- Recorded data:

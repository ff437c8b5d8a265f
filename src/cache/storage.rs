//! Cache storage traits and their SQLite implementation.

use chrono::{DateTime, Utc};
use color_eyre::{eyre::eyre, Result};
use rusqlite::{params, Connection, OptionalExtension};
use serde::{de::DeserializeOwned, Serialize};
use sha2::{Digest, Sha256};
use std::collections::HashMap;
use std::path::{Path, PathBuf};
use std::sync::Mutex;

use super::traits::{CacheEntry, CacheValue};

/// Trait for local lookup stores.
///
/// A put with an existing key replaces the entry; stores never hold two
/// entries for one key.
pub trait CacheStorage<V>: Send + Sync {
  /// Get the entry stored under `key`, if any.
  fn get_entry(&self, key: &str) -> Result<Option<CacheEntry<V>>>;

  /// Store an entry, replacing any previous entry with the same key.
  fn put_entry(&self, entry: &CacheEntry<V>) -> Result<()>;
}

/// Trait for persisting a pending-message queue.
///
/// The queue is always saved whole, so a crash between saves leaves either
/// the old or the new queue, never a mix.
pub trait QueueStorage<M>: Send + Sync {
  /// Load the persisted queue, oldest first.
  fn load_queue(&self) -> Result<Vec<M>>;

  /// Replace the persisted queue.
  fn save_queue(&self, messages: &[M]) -> Result<()>;
}

/// Storage implementation that doesn't keep anything.
/// Lookups always miss and queues live only in memory.
pub struct NoopStorage;

impl<V: CacheValue> CacheStorage<V> for NoopStorage {
  fn get_entry(&self, _key: &str) -> Result<Option<CacheEntry<V>>> {
    Ok(None) // Always miss
  }

  fn put_entry(&self, _entry: &CacheEntry<V>) -> Result<()> {
    Ok(()) // Discard
  }
}

impl<M: Send + Sync> QueueStorage<M> for NoopStorage {
  fn load_queue(&self) -> Result<Vec<M>> {
    Ok(Vec::new())
  }

  fn save_queue(&self, _messages: &[M]) -> Result<()> {
    Ok(())
  }
}

/// In-process store, useful when persistence across runs is not wanted.
pub struct MemoryStorage<V> {
  entries: Mutex<HashMap<String, CacheEntry<V>>>,
}

impl<V> MemoryStorage<V> {
  pub fn new() -> Self {
    Self {
      entries: Mutex::new(HashMap::new()),
    }
  }

  pub fn len(&self) -> usize {
    self.entries.lock().map(|e| e.len()).unwrap_or(0)
  }
}

impl<V> Default for MemoryStorage<V> {
  fn default() -> Self {
    Self::new()
  }
}

impl<V: Clone + Send + Sync> CacheStorage<V> for MemoryStorage<V> {
  fn get_entry(&self, key: &str) -> Result<Option<CacheEntry<V>>> {
    let entries = self
      .entries
      .lock()
      .map_err(|e| eyre!("Lock poisoned: {}", e))?;
    Ok(entries.get(key).cloned())
  }

  fn put_entry(&self, entry: &CacheEntry<V>) -> Result<()> {
    let mut entries = self
      .entries
      .lock()
      .map_err(|e| eyre!("Lock poisoned: {}", e))?;
    entries.insert(entry.key.clone(), entry.clone());
    Ok(())
  }
}

/// A line of the chat transcript.
#[derive(Debug, Clone, PartialEq, Eq)]
pub struct HistoryRecord {
  pub role: String,
  pub content: String,
  pub created_at: DateTime<Utc>,
}

/// SQLite-based storage for lookup entries, pending queues and the chat
/// transcript.
pub struct SqliteStorage {
  conn: Mutex<Connection>,
}

impl SqliteStorage {
  /// Open the storage at the default location.
  pub fn open() -> Result<Self> {
    Self::open_at(&Self::default_path()?)
  }

  /// Open (or create) the storage at `path`.
  pub fn open_at(path: &Path) -> Result<Self> {
    // Ensure parent directory exists
    if let Some(parent) = path.parent() {
      std::fs::create_dir_all(parent)
        .map_err(|e| eyre!("Failed to create cache directory: {}", e))?;
    }

    let conn = Connection::open(path)
      .map_err(|e| eyre!("Failed to open cache database at {}: {}", path.display(), e))?;

    Self::from_connection(conn)
  }

  /// Open a private in-memory database.
  pub fn open_in_memory() -> Result<Self> {
    let conn = Connection::open_in_memory()
      .map_err(|e| eyre!("Failed to open in-memory database: {}", e))?;
    Self::from_connection(conn)
  }

  fn from_connection(conn: Connection) -> Result<Self> {
    let storage = Self {
      conn: Mutex::new(conn),
    };
    storage.run_migrations()?;
    Ok(storage)
  }

  /// Get the default database path.
  pub fn default_path() -> Result<PathBuf> {
    Ok(crate::config::data_dir()?.join("cache.db"))
  }

  /// Run database migrations for cache tables.
  fn run_migrations(&self) -> Result<()> {
    let conn = self
      .conn
      .lock()
      .map_err(|e| eyre!("Lock poisoned: {}", e))?;

    conn
      .execute_batch(CACHE_SCHEMA)
      .map_err(|e| eyre!("Failed to run cache migrations: {}", e))?;

    Ok(())
  }

  /// Append a line to the chat transcript.
  pub fn append_history(&self, role: &str, content: &str) -> Result<()> {
    let conn = self
      .conn
      .lock()
      .map_err(|e| eyre!("Lock poisoned: {}", e))?;

    conn
      .execute(
        "INSERT INTO chat_history (role, content, created_at) VALUES (?, ?, ?)",
        params![role, content, Utc::now().to_rfc3339()],
      )
      .map_err(|e| eyre!("Failed to append chat history: {}", e))?;

    Ok(())
  }

  /// The most recent `limit` transcript lines, oldest first.
  pub fn history(&self, limit: usize) -> Result<Vec<HistoryRecord>> {
    let conn = self
      .conn
      .lock()
      .map_err(|e| eyre!("Lock poisoned: {}", e))?;

    let mut stmt = conn
      .prepare(
        "SELECT role, content, created_at FROM chat_history
         ORDER BY id DESC LIMIT ?",
      )
      .map_err(|e| eyre!("Failed to prepare history query: {}", e))?;

    let rows: Vec<(String, String, String)> = stmt
      .query_map(params![limit as i64], |row| {
        Ok((row.get(0)?, row.get(1)?, row.get(2)?))
      })
      .map_err(|e| eyre!("Failed to query history: {}", e))?
      .collect::<rusqlite::Result<_>>()
      .map_err(|e| eyre!("Failed to read history row: {}", e))?;

    let mut records = rows
      .into_iter()
      .map(|(role, content, created_at)| {
        Ok(HistoryRecord {
          role,
          content,
          created_at: parse_datetime(&created_at)?,
        })
      })
      .collect::<Result<Vec<_>>>()?;
    records.reverse();

    Ok(records)
  }
}

/// Schema for cache tables.
const CACHE_SCHEMA: &str = r#"
-- Lookup entries (stores serialized JSON)
CREATE TABLE IF NOT EXISTS lookup_cache (
    namespace TEXT NOT NULL,
    key_hash TEXT NOT NULL,
    lookup_key TEXT NOT NULL,
    data BLOB NOT NULL,
    stored_at TEXT NOT NULL,
    PRIMARY KEY (namespace, key_hash)
);

-- Messages waiting for connectivity (preserves order)
CREATE TABLE IF NOT EXISTS pending_queue (
    position INTEGER PRIMARY KEY,
    data BLOB NOT NULL
);

CREATE TABLE IF NOT EXISTS chat_history (
    id INTEGER PRIMARY KEY AUTOINCREMENT,
    role TEXT NOT NULL,
    content TEXT NOT NULL,
    created_at TEXT NOT NULL
);
"#;

impl<V: CacheValue> CacheStorage<V> for SqliteStorage {
  fn get_entry(&self, key: &str) -> Result<Option<CacheEntry<V>>> {
    let conn = self
      .conn
      .lock()
      .map_err(|e| eyre!("Lock poisoned: {}", e))?;

    let mut stmt = conn
      .prepare(
        "SELECT data, stored_at FROM lookup_cache
         WHERE namespace = ? AND key_hash = ?",
      )
      .map_err(|e| eyre!("Failed to prepare query: {}", e))?;

    let result: Option<(Vec<u8>, String)> = stmt
      .query_row(params![V::namespace(), key_hash(key)], |row| {
        Ok((row.get(0)?, row.get(1)?))
      })
      .optional()
      .map_err(|e| eyre!("Failed to read entry {}: {}", key, e))?;

    match result {
      Some((data, stored_at)) => {
        let value: V = serde_json::from_slice(&data)
          .map_err(|e| eyre!("Failed to deserialize entry {}: {}", key, e))?;
        Ok(Some(CacheEntry {
          key: key.to_string(),
          query: None,
          value,
          stored_at: parse_datetime(&stored_at)?,
        }))
      }
      None => Ok(None),
    }
  }

  fn put_entry(&self, entry: &CacheEntry<V>) -> Result<()> {
    let conn = self
      .conn
      .lock()
      .map_err(|e| eyre!("Lock poisoned: {}", e))?;
    let data =
      serde_json::to_vec(&entry.value).map_err(|e| eyre!("Failed to serialize entry: {}", e))?;

    conn
      .execute(
        "INSERT OR REPLACE INTO lookup_cache (namespace, key_hash, lookup_key, data, stored_at)
         VALUES (?, ?, ?, ?, ?)",
        params![
          V::namespace(),
          key_hash(&entry.key),
          entry.key,
          data,
          entry.stored_at.to_rfc3339()
        ],
      )
      .map_err(|e| eyre!("Failed to store entry: {}", e))?;

    Ok(())
  }
}

impl<M: Serialize + DeserializeOwned + Send + Sync> QueueStorage<M> for SqliteStorage {
  fn load_queue(&self) -> Result<Vec<M>> {
    let conn = self
      .conn
      .lock()
      .map_err(|e| eyre!("Lock poisoned: {}", e))?;

    let mut stmt = conn
      .prepare("SELECT data FROM pending_queue ORDER BY position")
      .map_err(|e| eyre!("Failed to prepare queue query: {}", e))?;

    let rows: Vec<Vec<u8>> = stmt
      .query_map([], |row| row.get(0))
      .map_err(|e| eyre!("Failed to query queue: {}", e))?
      .collect::<rusqlite::Result<_>>()
      .map_err(|e| eyre!("Failed to read queue row: {}", e))?;

    rows
      .iter()
      .map(|data| {
        serde_json::from_slice(data).map_err(|e| eyre!("Failed to deserialize message: {}", e))
      })
      .collect()
  }

  fn save_queue(&self, messages: &[M]) -> Result<()> {
    let mut conn = self
      .conn
      .lock()
      .map_err(|e| eyre!("Lock poisoned: {}", e))?;

    let tx = conn
      .transaction()
      .map_err(|e| eyre!("Failed to begin transaction: {}", e))?;

    tx.execute("DELETE FROM pending_queue", [])
      .map_err(|e| eyre!("Failed to clear queue: {}", e))?;

    for (position, message) in messages.iter().enumerate() {
      let data =
        serde_json::to_vec(message).map_err(|e| eyre!("Failed to serialize message: {}", e))?;
      tx.execute(
        "INSERT INTO pending_queue (position, data) VALUES (?, ?)",
        params![position as i64, data],
      )
      .map_err(|e| eyre!("Failed to store queued message: {}", e))?;
    }

    tx.commit()
      .map_err(|e| eyre!("Failed to commit transaction: {}", e))?;

    Ok(())
  }
}

/// SHA256 hash for stable, fixed-length keys.
fn key_hash(key: &str) -> String {
  let mut hasher = Sha256::new();
  hasher.update(key.as_bytes());
  hex::encode(hasher.finalize())
}

/// Parse an RFC 3339 timestamp written by this module.
fn parse_datetime(s: &str) -> Result<DateTime<Utc>> {
  DateTime::parse_from_rfc3339(s)
    .map(|dt| dt.with_timezone(&Utc))
    .map_err(|e| eyre!("Failed to parse datetime '{}': {}", s, e))
}

#[cfg(test)]
mod tests {
  use super::*;
  use chrono::Duration;
  use serde::Deserialize;

  #[derive(Debug, Clone, PartialEq, Serialize, Deserialize)]
  struct Note {
    text: String,
  }

  impl CacheValue for Note {
    fn namespace() -> &'static str {
      "note"
    }
  }

  #[derive(Debug, Clone, PartialEq, Serialize, Deserialize)]
  struct Other(u32);

  impl CacheValue for Other {
    fn namespace() -> &'static str {
      "other"
    }
  }

  fn note(text: &str) -> Note {
    Note {
      text: text.to_string(),
    }
  }

  #[test]
  fn test_sqlite_put_then_get() {
    let storage = SqliteStorage::open_in_memory().unwrap();
    let entry = CacheEntry::new("paris", note("sunny"));
    storage.put_entry(&entry).unwrap();

    let got: CacheEntry<Note> = storage.get_entry("paris").unwrap().unwrap();
    assert_eq!(got.value, note("sunny"));
    assert_eq!(got.key, "paris");
    assert_eq!(got.stored_at, entry.stored_at);
  }

  #[test]
  fn test_sqlite_put_overwrites_same_key() {
    let storage = SqliteStorage::open_in_memory().unwrap();
    storage.put_entry(&CacheEntry::new("k", note("old"))).unwrap();
    storage.put_entry(&CacheEntry::new("k", note("new"))).unwrap();

    let got: CacheEntry<Note> = storage.get_entry("k").unwrap().unwrap();
    assert_eq!(got.value, note("new"));

    let conn = storage.conn.lock().unwrap();
    let count: i64 = conn
      .query_row("SELECT COUNT(*) FROM lookup_cache", [], |row| row.get(0))
      .unwrap();
    assert_eq!(count, 1);
  }

  #[test]
  fn test_sqlite_namespaces_are_separate() {
    let storage = SqliteStorage::open_in_memory().unwrap();
    storage.put_entry(&CacheEntry::new("k", note("a"))).unwrap();

    let other: Option<CacheEntry<Other>> = storage.get_entry("k").unwrap();
    assert!(other.is_none());
  }

  #[test]
  fn test_sqlite_keeps_old_timestamps() {
    let storage = SqliteStorage::open_in_memory().unwrap();
    let mut entry = CacheEntry::new("k", note("a"));
    entry.stored_at = Utc::now() - Duration::hours(2);
    storage.put_entry(&entry).unwrap();

    let got: CacheEntry<Note> = storage.get_entry("k").unwrap().unwrap();
    assert_eq!(got.stored_at, entry.stored_at);
  }

  #[test]
  fn test_sqlite_queue_roundtrip_preserves_order() {
    let storage = SqliteStorage::open_in_memory().unwrap();
    let queue = vec!["m1".to_string(), "m2".to_string(), "m3".to_string()];
    storage.save_queue(&queue).unwrap();
    assert_eq!(QueueStorage::<String>::load_queue(&storage).unwrap(), queue);

    storage.save_queue(&queue[1..]).unwrap();
    assert_eq!(
      QueueStorage::<String>::load_queue(&storage).unwrap(),
      vec!["m2".to_string(), "m3".to_string()]
    );
  }

  #[test]
  fn test_sqlite_survives_reopen() {
    let dir = tempfile::tempdir().unwrap();
    let path = dir.path().join("nested").join("cache.db");
    {
      let storage = SqliteStorage::open_at(&path).unwrap();
      storage.put_entry(&CacheEntry::new("k", note("kept"))).unwrap();
      storage.save_queue(&["queued".to_string()]).unwrap();
    }

    let storage = SqliteStorage::open_at(&path).unwrap();
    let got: CacheEntry<Note> = storage.get_entry("k").unwrap().unwrap();
    assert_eq!(got.value, note("kept"));
    assert_eq!(
      QueueStorage::<String>::load_queue(&storage).unwrap(),
      vec!["queued".to_string()]
    );
  }

  #[test]
  fn test_history_is_oldest_first_and_limited() {
    let storage = SqliteStorage::open_in_memory().unwrap();
    storage.append_history("user", "one").unwrap();
    storage.append_history("assistant", "two").unwrap();
    storage.append_history("user", "three").unwrap();

    let lines = storage.history(2).unwrap();
    let contents: Vec<_> = lines.iter().map(|l| l.content.as_str()).collect();
    assert_eq!(contents, vec!["two", "three"]);
    assert_eq!(lines[0].role, "assistant");
  }

  #[test]
  fn test_memory_storage_overwrites() {
    let storage = MemoryStorage::new();
    storage.put_entry(&CacheEntry::new("k", 1)).unwrap();
    storage.put_entry(&CacheEntry::new("k", 2)).unwrap();
    assert_eq!(storage.len(), 1);
    assert_eq!(storage.get_entry("k").unwrap().unwrap().value, 2);
  }

  #[test]
  fn test_noop_storage_always_misses() {
    let storage = NoopStorage;
    CacheStorage::<Note>::put_entry(&storage, &CacheEntry::new("k", note("x"))).unwrap();
    let got: Option<CacheEntry<Note>> = storage.get_entry("k").unwrap();
    assert!(got.is_none());
  }
}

- What you need to do: Your answer should consist of each line of the data above in which the word "assistant" occurs.

- Task solution:
    storage.append_history("assistant", "two").unwrap();
    assert_eq!(lines[0].role, "assistant");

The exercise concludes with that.